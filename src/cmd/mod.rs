pub mod captions;
pub mod check;
pub mod generate;
pub mod status;

use std::path::PathBuf;

use anyhow::Result;

use reelsmith::{Config, FileJobStore, Job, JobStatus};

/// Where the CLI keeps job records
pub fn job_dir(config: &Config) -> PathBuf {
    config.output.dir.join("jobs")
}

pub fn open_store(config: &Config) -> Result<FileJobStore> {
    Ok(FileJobStore::new(job_dir(config))?)
}

pub fn print_job(job: &Job, json: bool) -> Result<()> {
    if json {
        println!("{}", serde_json::to_string_pretty(job)?);
        return Ok(());
    }

    let icon = match job.status {
        JobStatus::Queued => "⏳",
        JobStatus::Processing => "⚙️ ",
        JobStatus::Completed => "✅",
        JobStatus::Failed => "❌",
    };
    println!("{icon} Job {}: {}", job.id, job.status);
    if let Some(script_id) = &job.script_id {
        println!("   Script: {script_id}");
    }
    if let Some(video) = &job.video_path {
        println!("   Video: {}", video.display());
    }
    if let Some(audio) = &job.audio_path {
        println!("   Audio: {}", audio.display());
    }
    if let Some(duration) = job.duration {
        println!("   Duration: {duration:.2}s");
    }
    if !job.degraded.is_empty() {
        println!("   Degraded: {}", job.degraded.join(", "));
    }
    if let Some(error) = &job.error {
        println!("   Error: {error}");
    }
    println!("   Created: {}", job.created_at.to_rfc3339());
    if let Some(done) = job.completed_at {
        let secs = (done - job.created_at).num_milliseconds() as f64 / 1000.0;
        println!("   Finished: {} ({secs:.1}s)", done.to_rfc3339());
    }
    Ok(())
}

──────────────────────────────

*What you are asked to do*. Search the listing for the word "Result", and copy every line in which it is found.

*Output for this task*.
use anyhow::Result;
pub fn open_store(config: &Config) -> Result<FileJobStore> {
pub fn print_job(job: &Job, json: bool) -> Result<()> {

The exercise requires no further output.